In this study, we have demonstrated that Hispanic and non-Hispanic black women experience disparities in pain management in the postpartum setting that cannot be explained by less perceived pain. Even after we adjusted for potentially confounding covariates, both non-Hispanic black and Hispanic women were significantly more likely than non-Hispanic white women to report a pain score of at least 5. Despite this, Hispanic women used significantly fewer inpatient MME/day. Hispanic and non-Hispanic black women also had lower odds of receiving an opioid prescription upon discharge compared to non-Hispanic white women. Although the significant odds ratios found lie within the zone of potential bias13, these findings remain notable. The absolute differences in inpatient MME/day and rates of opioid prescriptions at discharge between non-Hispanic white and non-Hispanic black or Hispanic patients is small, this remains clinically significant in context; one may reasonably expect that groups reporting greater amount of pain would not only receive equal amount of pain management in the form of equal inpatient MME/day and rates of opioids prescriptions at discharge, but would receive an even greater amount of pain management, thus making these results especially poignant.
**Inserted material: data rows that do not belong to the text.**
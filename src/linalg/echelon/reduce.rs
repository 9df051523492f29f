use super::{
    compute::row_echelon, is_negligible, leading_entry, validate::is_row_echelon, EchelonParams,
    RowEchelon,
};
use crate::{debug_assert, Mat, MatMut, MatRef, RealField};
use reborrow::*;

/// Reduces `matrix`, which must be in row echelon form, to reduced row echelon form in place.
///
/// Rows are processed from the bottom up. Each pivot row is scaled so that its pivot is exactly
/// $1$, then its pivot column is eliminated from every other row. Residues whose magnitude is
/// below `params.tolerance` are replaced by exact zeros.
///
/// # Panics
/// Panics in debug mode if `matrix` is not in row echelon form.
pub fn reduced_row_echelon_in_place<E: RealField>(matrix: MatMut<'_, E>, params: EchelonParams<E>) {
    let mut matrix = matrix;
    let tolerance = params.tolerance;
    debug_assert!(is_row_echelon(matrix.rb(), tolerance));

    let m = matrix.nrows();

    for i in (0..m).rev() {
        let Some(col) = leading_entry(matrix.rb(), i, tolerance) else {
            continue;
        };

        let pivot = matrix.read(i, col);
        if !is_negligible(pivot - E::one(), tolerance) {
            matrix.scale_row(i, pivot.recip());
        }
        matrix.write(i, col, E::one());

        for k in 0..m {
            if k == i {
                continue;
            }
            let x = matrix.read(k, col);
            if is_negligible(x, tolerance) {
                matrix.write(k, col, E::zero());
                continue;
            }
            matrix.add_scaled_row(k, i, -x, col);
            matrix.write(k, col, E::zero());
            matrix.flush_negligible_row(k, tolerance);
        }
    }
}

/// Computes the reduced row echelon form from an existing row echelon form, without repeating
/// the forward elimination. Entries are compared against the tolerance the row echelon form was
/// computed with.
pub fn reduced_row_echelon<E: RealField>(row_echelon: &RowEchelon<E>) -> Mat<E> {
    let params = EchelonParams::default().with_tolerance(row_echelon.tolerance());
    let mut mat = row_echelon.matrix().clone();
    reduced_row_echelon_in_place(mat.as_mut(), params);
    mat
}

/// Computes the reduced row echelon form of `matrix`.
///
/// # Example
/// ```
/// use echelon::{linalg::echelon::reduce::reduced_row_echelon_from, mat};
///
/// let a = mat![[5.0, 4.0, 8.0], [7.0, 7.0, 5.0], [6.0, 2.0, 4.0_f64]];
/// let rref = reduced_row_echelon_from(a.as_ref(), Default::default());
///
/// assert_eq!(rref, echelon::Mat::identity(3, 3));
/// ```
pub fn reduced_row_echelon_from<E: RealField>(matrix: MatRef<'_, E>, params: EchelonParams<E>) -> Mat<E> {
    let mut mat = row_echelon(matrix, params).into_matrix();
    reduced_row_echelon_in_place(mat.as_mut(), params);
    mat
}
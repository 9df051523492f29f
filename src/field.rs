//! Scalar types the reduction routines operate on.

use core::fmt::Debug;
use num_traits::Float;

/// Unit of a real matrix.
///
/// Implemented for [`f32`] and [`f64`]. Every routine of this crate decides whether an entry is
/// zero by comparing its magnitude against a tolerance, and
/// [`RealField::default_tolerance`] provides the value used when none is configured.
pub trait RealField: Float + Debug + Send + Sync + 'static {
    /// Magnitude below which a value is treated as zero when selecting pivots and checking
    /// echelon forms.
    fn default_tolerance() -> Self;
}

impl RealField for f64 {
    #[inline(always)]
    fn default_tolerance() -> Self {
        1e-11
    }
}

impl RealField for f32 {
    #[inline(always)]
    fn default_tolerance() -> Self {
        1e-5
    }
}
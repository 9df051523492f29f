//! `echelon` reduces dense real matrices to row echelon form (REF) and reduced row echelon form
//! (RREF), and checks whether a matrix already is in one of these forms.
//!
//! The forward elimination that produces the REF also reports the row interchanges it performed,
//! which is what determinant computations need for their sign. The RREF is derived from the REF,
//! and is unique for a given matrix regardless of the pivoting choices made on the way.
//!
//! Every "is this entry zero" decision goes through a single test against a configurable
//! tolerance (see [`linalg::echelon::is_negligible`]), so that floating point residues left over
//! by earlier elimination steps are never mistaken for pivots.
//!
//! # Example
//! ```
//! use echelon::{mat, Echelon};
//!
//! let a = Echelon::new(mat![
//!     [1.0, 2.0, 3.0],
//!     [2.0, 3.0, 4.0],
//!     [3.0, 4.0, 5.0_f64],
//! ]);
//!
//! let rref = a.reduced_row_echelon();
//! assert_eq!(*rref, mat![[1.0, 0.0, -1.0], [0.0, 1.0, 2.0], [0.0, 0.0, 0.0]]);
//! assert_eq!(a.rank(), 2);
//! assert!(echelon::linalg::echelon::validate::is_reduced_row_echelon(
//!     rref.as_ref(),
//!     1e-11
//! ));
//! ```

#![allow(clippy::type_complexity)]

use equator::{assert, debug_assert};

pub mod field;
pub mod linalg;
pub mod mat;

pub use field::RealField;
pub use linalg::{
    echelon::{EchelonParams, PivotingStrategy},
    solvers::Echelon,
};
pub use mat::{Mat, MatMut, MatRef};
pub use reborrow;

/// Creates a [`Mat`] containing the arguments, given row by row.
///
/// ```
/// use echelon::mat;
///
/// let matrix = mat![
///     [1.0, 5.0, 9.0],
///     [2.0, 6.0, 10.0],
///     [3.0, 7.0, 11.0],
///     [4.0, 8.0, 12.0f64],
/// ];
///
/// assert_eq!(matrix.read(0, 0), 1.0);
/// assert_eq!(matrix.read(1, 0), 2.0);
/// assert_eq!(matrix.read(2, 0), 3.0);
/// assert_eq!(matrix.read(3, 0), 4.0);
///
/// assert_eq!(matrix.read(0, 1), 5.0);
/// assert_eq!(matrix.read(1, 1), 6.0);
/// assert_eq!(matrix.read(2, 1), 7.0);
/// assert_eq!(matrix.read(3, 1), 8.0);
///
/// assert_eq!(matrix.read(0, 2), 9.0);
/// assert_eq!(matrix.read(1, 2), 10.0);
/// assert_eq!(matrix.read(2, 2), 11.0);
/// assert_eq!(matrix.read(3, 2), 12.0);
/// ```
#[macro_export]
macro_rules! mat {
    () => {
        {
            compile_error!("number of columns in the matrix is ambiguous");
        }
    };

    ($([$($v:expr),* $(,)?] ),* $(,)?) => {
        {
            let data = [$([$($v),*]),*];
            let nrows = data.len();
            let ncols = data[0].len();

            $crate::mat::Mat::from_fn(nrows, ncols, |i, j| data[i][j])
        }
    };
}
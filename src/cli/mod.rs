//! Hierarchical CLI for deskmate.
//!
//! Two-level commands for tasks, notes, projects, scripts, settings, the
//! profile and backups.

mod note;
mod project;
mod run;
mod script;
mod settings;
mod task;


pub use note::NoteCommand;
pub use project::{ProjectCommand, ProjectFields};
pub use run::{run, run_utility, CliOutput, RunOptions, TerminalConfirm};
pub use script::ScriptCommand;
pub use settings::{BackupCommand, ProfileCommand, ProfileFields, SettingsCommand};
pub use task::TaskCommand;

use clap::{Parser, Subcommand};

/// Deskmate - tasks, notes, projects and scripts in one local store.
///
/// For detailed help on any command group, use:
///   deskmate <command> --help
#[derive(Parser, Debug)]
#[command(name = "deskmate")]
#[command(version, about, long_about = None)]
#[command(propagate_version = true)]
pub struct Cli {
    /// Answer yes to every confirmation prompt
    #[arg(short, long, global = true)]
    pub yes: bool,

    /// Print JSON instead of the text views
    #[arg(long, global = true)]
    pub json: bool,

    /// The command to execute
    #[command(subcommand)]
    pub command: Command,
}

/// Top-level commands.
#[derive(Subcommand, Debug)]
pub enum Command {
    /// Task list - add, check off, prioritise and filter tasks.
    #[command(subcommand)]
    Task(TaskCommand),

    /// Notes - categorised notes with search.
    #[command(subcommand)]
    Note(NoteCommand),

    /// Projects - status, deadlines and priorities.
    #[command(subcommand)]
    Project(ProjectCommand),

    /// Scripts - editor buffer, library, templates and the simulator.
    #[command(subcommand)]
    Script(ScriptCommand),

    /// Theme and font size.
    #[command(subcommand)]
    Settings(SettingsCommand),

    /// Personal info profile.
    #[command(subcommand)]
    Profile(ProfileCommand),

    /// Full backup and restore.
    #[command(subcommand)]
    Backup(BackupCommand),

    /// Counters across every area.
    Stats,

    /// Delete all tasks, notes, projects and the editor buffer.
    ///
    /// Saved scripts, settings and the profile are kept.
    Clear,

    // === Utility Commands ===
    /// Show version information.
    Version,

    /// Ensure config file exists (create with defaults if not).
    #[command(name = "ensure-config")]
    EnsureConfig,
}

impl Command {
    /// Returns true if this command works without opening the store.
    #[must_use]
    pub const fn is_utility(&self) -> bool {
        matches!(self, Self::Version | Self::EnsureConfig)
    }
}
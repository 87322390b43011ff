//! Shared UI settings.

use super::InvalidChoice;
use serde::{Deserialize, Serialize};

/// Colour theme.
#[derive(Debug, Clone, Copy, PartialEq, Eq, Default, Serialize, Deserialize)]
#[serde(rename_all = "lowercase")]
pub enum Theme {
    /// Light theme (default).
    #[default]
    Light,
    /// Dark theme.
    Dark,
}

impl Theme {
    /// The other theme.
    #[must_use]
    pub const fn toggled(self) -> Self {
        match self {
            Self::Light => Self::Dark,
            Self::Dark => Self::Light,
        }
    }

    /// String representation.
    #[must_use]
    pub const fn as_str(self) -> &'static str {
        match self {
            Self::Light => "light",
            Self::Dark => "dark",
        }
    }
}

/// Base font size.
#[derive(Debug, Clone, Copy, PartialEq, Eq, Default, Serialize, Deserialize)]
#[serde(rename_all = "lowercase")]
pub enum FontSize {
    /// Small text.
    Small,
    /// Medium text (default).
    #[default]
    Medium,
    /// Large text.
    Large,
}

impl FontSize {
    /// Parse a font size from a string.
    ///
    /// # Errors
    ///
    /// Returns an error if the string is not a valid font size.
    #[allow(clippy::should_implement_trait)]
    pub fn from_str(s: &str) -> Result<Self, InvalidChoice> {
        match s.trim().to_lowercase().as_str() {
            "small" => Ok(Self::Small),
            "medium" => Ok(Self::Medium),
            "large" => Ok(Self::Large),
            _ => Err(InvalidChoice::new("font size", s, "small, medium, large")),
        }
    }

    /// String representation.
    #[must_use]
    pub const fn as_str(self) -> &'static str {
        match self {
            Self::Small => "small",
            Self::Medium => "medium",
            Self::Large => "large",
        }
    }
}

/// Theme and font size, stored under the settings key.
#[derive(Debug, Clone, Copy, PartialEq, Eq, Default, Serialize, Deserialize)]
#[serde(rename_all = "camelCase")]
pub struct Settings {
    /// Colour theme.
    #[serde(default)]
    pub theme: Theme,
    /// Base font size.
    #[serde(default)]
    pub font_size: FontSize,
}
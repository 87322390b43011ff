//! Personal info profile.
//!
//! Every field has a bracketed placeholder shown until the user fills it
//! in. Saving a blank field restores its placeholder.

use serde::{Deserialize, Serialize};

const NAME_PLACEHOLDER: &str = "[Dein Name]";
const TITLE_PLACEHOLDER: &str = "[Deine Berufsbezeichnung/Rolle]";
const LOCATION_PLACEHOLDER: &str = "[Dein Standort]";
const ABOUT_PLACEHOLDER: &str = "[Hier kannst du eine persönliche Beschreibung über dich einfügen. \
Erzähle von deinen Interessen, deiner Motivation und was dich antreibt. \
Dies ist dein Raum, um dich vorzustellen.]";
const EMAIL_PLACEHOLDER: &str = "[deine-email]";
const GITHUB_PLACEHOLDER: &str = "https://github.com/[dein-username]";
const LINKEDIN_PLACEHOLDER: &str = "https://linkedin.com/in/[dein-profil]";
const PORTFOLIO_PLACEHOLDER: &str = "[deine-portfolio-url]";

/// The stored profile.
#[derive(Debug, Clone, PartialEq, Eq, Serialize, Deserialize)]
pub struct PersonalInfo {
    /// Display name.
    pub name: String,
    /// Job title or role.
    pub title: String,
    /// Location.
    pub location: String,
    /// Free-text self description.
    pub about: String,
    /// Contact email.
    pub email: String,
    /// GitHub profile URL.
    pub github: String,
    /// LinkedIn profile URL.
    pub linkedin: String,
    /// Portfolio URL.
    pub portfolio: String,
}

/// Editable profile fields; blank means "use the placeholder".
#[derive(Debug, Clone, Default, PartialEq, Eq)]
pub struct ProfileDraft {
    /// Display name.
    pub name: String,
    /// Job title or role.
    pub title: String,
    /// Location.
    pub location: String,
    /// Free-text self description.
    pub about: String,
    /// Contact email.
    pub email: String,
    /// GitHub profile URL.
    pub github: String,
    /// LinkedIn profile URL.
    pub linkedin: String,
    /// Portfolio URL.
    pub portfolio: String,
}

impl Default for PersonalInfo {
    fn default() -> Self {
        Self {
            name: NAME_PLACEHOLDER.to_string(),
            title: TITLE_PLACEHOLDER.to_string(),
            location: LOCATION_PLACEHOLDER.to_string(),
            about: ABOUT_PLACEHOLDER.to_string(),
            email: EMAIL_PLACEHOLDER.to_string(),
            github: GITHUB_PLACEHOLDER.to_string(),
            linkedin: LINKEDIN_PLACEHOLDER.to_string(),
            portfolio: PORTFOLIO_PLACEHOLDER.to_string(),
        }
    }
}

fn or_placeholder(value: &str, placeholder: &str) -> String {
    let trimmed = value.trim();
    if trimmed.is_empty() {
        placeholder.to_string()
    } else {
        trimmed.to_string()
    }
}

fn unless_placeholder(value: &str, is_placeholder: bool) -> String {
    if is_placeholder {
        String::new()
    } else {
        value.to_string()
    }
}

impl PersonalInfo {
    /// Build a profile from a draft, trimming fields and restoring placeholders for blanks.
    #[must_use]
    pub fn from_draft(draft: &ProfileDraft) -> Self {
        Self {
            name: or_placeholder(&draft.name, NAME_PLACEHOLDER),
            title: or_placeholder(&draft.title, TITLE_PLACEHOLDER),
            location: or_placeholder(&draft.location, LOCATION_PLACEHOLDER),
            about: or_placeholder(&draft.about, ABOUT_PLACEHOLDER),
            email: or_placeholder(&draft.email, EMAIL_PLACEHOLDER),
            github: or_placeholder(&draft.github, GITHUB_PLACEHOLDER),
            linkedin: or_placeholder(&draft.linkedin, LINKEDIN_PLACEHOLDER),
            portfolio: or_placeholder(&draft.portfolio, PORTFOLIO_PLACEHOLDER),
        }
    }

    /// The edit form contents: fields still holding a placeholder come back blank.
    #[must_use]
    pub fn editable(&self) -> ProfileDraft {
        ProfileDraft {
            name: unless_placeholder(&self.name, self.name == NAME_PLACEHOLDER),
            title: unless_placeholder(&self.title, self.title == TITLE_PLACEHOLDER),
            location: unless_placeholder(&self.location, self.location == LOCATION_PLACEHOLDER),
            about: unless_placeholder(&self.about, self.about.starts_with("[Hier kannst du")),
            email: unless_placeholder(&self.email, self.email == EMAIL_PLACEHOLDER),
            github: unless_placeholder(&self.github, self.github.contains("[dein-username]")),
            linkedin: unless_placeholder(&self.linkedin, self.linkedin.contains("[dein-profil]")),
            portfolio: unless_placeholder(&self.portfolio, self.portfolio == PORTFOLIO_PLACEHOLDER),
        }
    }

    /// `mailto:` link for the email field.
    #[must_use]
    pub fn mailto(&self) -> String {
        format!("mailto:{}", self.email)
    }
}
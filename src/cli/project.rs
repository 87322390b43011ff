//! Project CLI subcommands.

use clap::{Args, Subcommand};

/// Editable project fields shared by `add` and `edit`.
#[derive(Args, Debug, Clone, Default)]
pub struct ProjectFields {
    /// Short description
    #[arg(short, long)]
    pub description: Option<String>,

    /// Status: planning, active, completed, paused, cancelled
    #[arg(short, long)]
    pub status: Option<String>,

    /// Deadline as YYYY-MM-DD; an empty value removes it
    #[arg(long)]
    pub deadline: Option<String>,

    /// Priority: low, medium, high
    #[arg(short, long)]
    pub priority: Option<String>,

    /// Free-text notes
    #[arg(short, long)]
    pub notes: Option<String>,
}

/// Project commands.
#[derive(Subcommand, Debug, Clone)]
pub enum ProjectCommand {
    /// Add a project.
    Add {
        /// Project name
        name: String,

        #[command(flatten)]
        fields: ProjectFields,
    },

    /// List projects.
    List {
        /// Filter: all, a status, or overdue
        #[arg(short, long, default_value = "all")]
        filter: String,

        /// Sort: newest, oldest, name, status, priority, deadline
        #[arg(short, long, default_value = "newest")]
        sort: String,
    },

    /// Show one project with its notes.
    Show {
        /// Project ID or prefix
        id: String,
    },

    /// Change a project.
    ///
    /// Only specified fields are updated; others remain unchanged.
    Edit {
        /// Project ID or prefix
        id: String,

        /// New name
        #[arg(long)]
        name: Option<String>,

        #[command(flatten)]
        fields: ProjectFields,
    },

    /// Set only the status.
    Status {
        /// Project ID or prefix
        id: String,

        /// planning, active, completed, paused, cancelled
        status: String,
    },

    /// Copy a project as a new one in planning.
    Duplicate {
        /// Project ID or prefix
        id: String,
    },

    /// Delete a project.
    Delete {
        /// Project ID or prefix
        id: String,
    },

    /// Print all projects as an export document.
    Export,

    /// Add projects from an export document.
    Import {
        /// Path to the JSON file
        file: std::path::PathBuf,
    },
}
//! Note record.

use super::InvalidChoice;
use crate::id::RecordId;
use chrono::{DateTime, Utc};
use serde::{Deserialize, Serialize};

/// Note category.
#[derive(Debug, Clone, Copy, PartialEq, Eq, Hash, Default, Serialize, Deserialize)]
#[serde(rename_all = "lowercase")]
pub enum NoteCategory {
    /// Personal notes.
    Personal,
    /// Work notes.
    Work,
    /// Ideas.
    Ideas,
    /// To-do style notes.
    Todo,
    /// Anything else; legacy notes without a category land here.
    #[default]
    Other,
}

impl NoteCategory {
    /// All categories in display order.
    pub const ALL: [Self; 5] = [Self::Personal, Self::Work, Self::Ideas, Self::Todo, Self::Other];

    /// Parse a category from a string.
    ///
    /// # Errors
    ///
    /// Returns an error if the string is not a valid category.
    #[allow(clippy::should_implement_trait)]
    pub fn from_str(s: &str) -> Result<Self, InvalidChoice> {
        match s.trim().to_lowercase().as_str() {
            "personal" => Ok(Self::Personal),
            "work" => Ok(Self::Work),
            "ideas" => Ok(Self::Ideas),
            "todo" => Ok(Self::Todo),
            "other" => Ok(Self::Other),
            _ => Err(InvalidChoice::new("category", s, "personal, work, ideas, todo, other")),
        }
    }

    /// Raw enum string, also used as the sort key.
    #[must_use]
    pub const fn as_str(self) -> &'static str {
        match self {
            Self::Personal => "personal",
            Self::Work => "work",
            Self::Ideas => "ideas",
            Self::Todo => "todo",
            Self::Other => "other",
        }
    }
}

impl std::fmt::Display for NoteCategory {
    fn fmt(&self, f: &mut std::fmt::Formatter<'_>) -> std::fmt::Result {
        f.write_str(self.as_str())
    }
}

/// A free-text note.
#[derive(Debug, Clone, PartialEq, Eq, Serialize, Deserialize)]
#[serde(rename_all = "camelCase")]
pub struct Note {
    /// Unique identifier.
    pub id: RecordId,
    /// Title (required on save).
    pub title: String,
    /// Body text, may be empty.
    #[serde(default)]
    pub content: String,
    /// Category.
    #[serde(default)]
    pub category: NoteCategory,
    /// When the note was created.
    pub created_at: DateTime<Utc>,
    /// When the note was last edited.
    pub updated_at: DateTime<Utc>,
}

/// User-editable fields of a note.
#[derive(Debug, Clone, Default, PartialEq, Eq)]
pub struct NoteDraft {
    /// Title.
    pub title: String,
    /// Body text.
    pub content: String,
    /// Category.
    pub category: NoteCategory,
}

impl NoteDraft {
    /// Build a draft from raw form input.
    pub fn new(title: impl Into<String>, content: impl Into<String>, category: NoteCategory) -> Self {
        Self { title: title.into(), content: content.into(), category }
    }
}

impl Note {
    /// Create a note from an already validated draft.
    pub fn from_draft(id: RecordId, draft: NoteDraft, now: DateTime<Utc>) -> Self {
        Self {
            id,
            title: draft.title,
            content: draft.content,
            category: draft.category,
            created_at: now,
            updated_at: now,
        }
    }

    /// Replace all mutable fields and bump `updated_at`.
    pub fn apply(&mut self, draft: NoteDraft, now: DateTime<Utc>) {
        self.title = draft.title;
        self.content = draft.content;
        self.category = draft.category;
        self.updated_at = now;
    }

    /// Whether the note was edited after creation.
    #[must_use]
    pub fn was_edited(&self) -> bool {
        self.updated_at != self.created_at
    }
}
Racial and ethnic disparities in health care delivery and outcomes have been extensively documented in the literature.9 These disparities have extended to pain management, with racial and ethnic minority non-pregnant individuals having increased risk of less aggressive analgesia treatment. One retrospective study of data from more than 6,700 emergency department visits showed that non-Hispanic black patients were 22-40% less likely to receive analgesia for moderate to severe pain than non-Hispanic white patients.6 In another recent study, which examined disparities in the management of pain among over 7,000 individuals in the outpatient setting, showed that non-Hispanic black and Hispanic individuals were significantly less likely to be prescribed an opioid for management of abdominal pain (6.0% and 6.3% less likely, respectively) and back pain (7.1% and 14.8% less likely, respectively).7 Additionally, studies have shown that minority patients who present with migraines and long bone fractures receive less pain medication than non-Hispanic white patients. Although such disparities in pain control have been understudied in the obstetric setting, out data suggest that postpartum women experience similar care disparities.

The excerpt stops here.